(Collected data entries)
<<<<
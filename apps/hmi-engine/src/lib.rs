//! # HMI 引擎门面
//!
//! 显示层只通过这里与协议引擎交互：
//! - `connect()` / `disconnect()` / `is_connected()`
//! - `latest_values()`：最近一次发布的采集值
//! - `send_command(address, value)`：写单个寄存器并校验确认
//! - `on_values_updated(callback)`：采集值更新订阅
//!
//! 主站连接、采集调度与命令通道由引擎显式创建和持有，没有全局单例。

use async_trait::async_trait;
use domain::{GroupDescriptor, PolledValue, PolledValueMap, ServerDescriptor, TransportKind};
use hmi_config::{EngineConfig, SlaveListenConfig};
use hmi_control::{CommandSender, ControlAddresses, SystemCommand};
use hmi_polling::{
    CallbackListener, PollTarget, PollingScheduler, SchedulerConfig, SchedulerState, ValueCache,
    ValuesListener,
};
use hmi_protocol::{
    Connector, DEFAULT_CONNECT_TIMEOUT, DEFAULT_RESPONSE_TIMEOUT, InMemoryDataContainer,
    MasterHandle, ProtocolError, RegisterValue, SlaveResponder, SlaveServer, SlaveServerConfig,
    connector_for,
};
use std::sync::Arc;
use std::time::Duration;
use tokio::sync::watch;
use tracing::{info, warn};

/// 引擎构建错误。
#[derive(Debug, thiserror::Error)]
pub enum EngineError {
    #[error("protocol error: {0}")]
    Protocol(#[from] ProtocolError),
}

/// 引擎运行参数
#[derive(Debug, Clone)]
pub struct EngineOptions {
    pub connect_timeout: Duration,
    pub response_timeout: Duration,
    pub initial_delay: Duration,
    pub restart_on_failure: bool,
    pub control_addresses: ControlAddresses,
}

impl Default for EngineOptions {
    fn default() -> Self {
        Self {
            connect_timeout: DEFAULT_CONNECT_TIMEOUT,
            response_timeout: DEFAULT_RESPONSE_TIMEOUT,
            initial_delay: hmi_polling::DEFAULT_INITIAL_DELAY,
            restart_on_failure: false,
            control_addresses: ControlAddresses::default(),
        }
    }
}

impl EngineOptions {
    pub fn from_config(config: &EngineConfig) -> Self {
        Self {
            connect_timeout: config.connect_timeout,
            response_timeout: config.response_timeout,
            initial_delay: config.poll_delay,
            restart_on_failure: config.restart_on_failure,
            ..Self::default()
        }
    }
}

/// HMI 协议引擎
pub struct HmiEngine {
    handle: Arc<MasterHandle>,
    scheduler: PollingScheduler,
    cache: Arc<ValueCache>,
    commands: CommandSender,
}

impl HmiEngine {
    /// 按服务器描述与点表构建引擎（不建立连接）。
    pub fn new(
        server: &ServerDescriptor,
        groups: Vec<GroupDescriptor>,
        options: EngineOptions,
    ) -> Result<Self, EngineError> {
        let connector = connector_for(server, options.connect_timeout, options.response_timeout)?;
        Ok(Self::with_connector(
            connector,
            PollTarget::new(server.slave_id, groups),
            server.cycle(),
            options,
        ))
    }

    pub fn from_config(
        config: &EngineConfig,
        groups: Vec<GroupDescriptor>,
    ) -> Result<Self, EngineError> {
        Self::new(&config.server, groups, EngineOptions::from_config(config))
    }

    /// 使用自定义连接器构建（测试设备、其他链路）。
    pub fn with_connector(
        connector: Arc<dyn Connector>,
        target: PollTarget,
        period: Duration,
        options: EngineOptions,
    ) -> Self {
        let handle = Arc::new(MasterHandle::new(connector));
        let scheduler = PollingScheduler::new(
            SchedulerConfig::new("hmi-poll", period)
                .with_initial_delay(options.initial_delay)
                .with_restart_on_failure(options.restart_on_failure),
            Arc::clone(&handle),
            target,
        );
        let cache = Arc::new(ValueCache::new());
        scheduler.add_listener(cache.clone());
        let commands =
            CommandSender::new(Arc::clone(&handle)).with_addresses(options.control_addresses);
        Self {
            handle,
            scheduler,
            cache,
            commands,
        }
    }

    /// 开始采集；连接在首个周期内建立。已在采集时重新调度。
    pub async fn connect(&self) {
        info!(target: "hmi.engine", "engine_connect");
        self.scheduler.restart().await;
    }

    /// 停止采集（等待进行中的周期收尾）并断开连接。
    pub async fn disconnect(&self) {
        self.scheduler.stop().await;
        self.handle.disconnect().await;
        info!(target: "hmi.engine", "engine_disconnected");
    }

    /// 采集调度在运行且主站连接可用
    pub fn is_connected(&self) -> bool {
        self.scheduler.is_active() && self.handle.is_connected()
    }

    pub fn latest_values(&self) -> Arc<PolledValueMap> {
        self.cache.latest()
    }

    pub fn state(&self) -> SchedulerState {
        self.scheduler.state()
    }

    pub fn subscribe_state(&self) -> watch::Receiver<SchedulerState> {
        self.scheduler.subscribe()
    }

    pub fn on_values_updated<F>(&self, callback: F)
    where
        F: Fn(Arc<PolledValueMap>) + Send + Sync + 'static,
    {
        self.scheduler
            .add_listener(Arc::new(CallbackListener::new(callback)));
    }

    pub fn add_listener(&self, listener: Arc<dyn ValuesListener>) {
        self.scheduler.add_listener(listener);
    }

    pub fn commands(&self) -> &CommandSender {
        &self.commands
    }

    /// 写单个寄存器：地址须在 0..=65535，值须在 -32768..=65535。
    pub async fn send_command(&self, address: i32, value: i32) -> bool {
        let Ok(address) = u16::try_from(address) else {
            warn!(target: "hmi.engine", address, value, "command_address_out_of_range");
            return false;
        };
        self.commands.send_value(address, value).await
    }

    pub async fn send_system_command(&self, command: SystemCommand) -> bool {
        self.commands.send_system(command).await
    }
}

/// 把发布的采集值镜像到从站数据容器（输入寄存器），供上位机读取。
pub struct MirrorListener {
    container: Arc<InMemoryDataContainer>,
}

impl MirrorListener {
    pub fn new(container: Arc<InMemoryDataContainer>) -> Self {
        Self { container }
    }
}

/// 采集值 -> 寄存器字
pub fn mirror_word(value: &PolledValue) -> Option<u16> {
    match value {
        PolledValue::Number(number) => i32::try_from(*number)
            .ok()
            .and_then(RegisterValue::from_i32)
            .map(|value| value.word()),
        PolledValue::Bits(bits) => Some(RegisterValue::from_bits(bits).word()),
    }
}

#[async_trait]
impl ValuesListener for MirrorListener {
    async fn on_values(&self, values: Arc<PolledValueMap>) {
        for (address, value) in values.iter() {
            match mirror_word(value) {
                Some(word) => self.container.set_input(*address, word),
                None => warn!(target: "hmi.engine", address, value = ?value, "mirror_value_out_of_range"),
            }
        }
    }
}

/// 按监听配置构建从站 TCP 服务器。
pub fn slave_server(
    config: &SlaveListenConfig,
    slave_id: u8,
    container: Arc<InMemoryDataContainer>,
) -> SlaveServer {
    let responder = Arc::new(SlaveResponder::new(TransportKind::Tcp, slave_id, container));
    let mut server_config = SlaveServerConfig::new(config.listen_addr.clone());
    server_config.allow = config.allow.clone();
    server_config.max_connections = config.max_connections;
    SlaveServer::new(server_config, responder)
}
>>>>
Retype exactly, and only, the lines above from the one where "return false;" occurs up to and including the one where "采集值 -> 寄存器字" occurs.

● **Exercise output**
            return false;
        };
        self.commands.send_value(address, value).await
    }

    pub async fn send_system_command(&self, command: SystemCommand) -> bool {
        self.commands.send_system(command).await
    }
}

/// 把发布的采集值镜像到从站数据容器（输入寄存器），供上位机读取。
pub struct MirrorListener {
    container: Arc<InMemoryDataContainer>,
}

impl MirrorListener {
    pub fn new(container: Arc<InMemoryDataContainer>) -> Self {
        Self { container }
    }
}

/// 采集值 -> 寄存器字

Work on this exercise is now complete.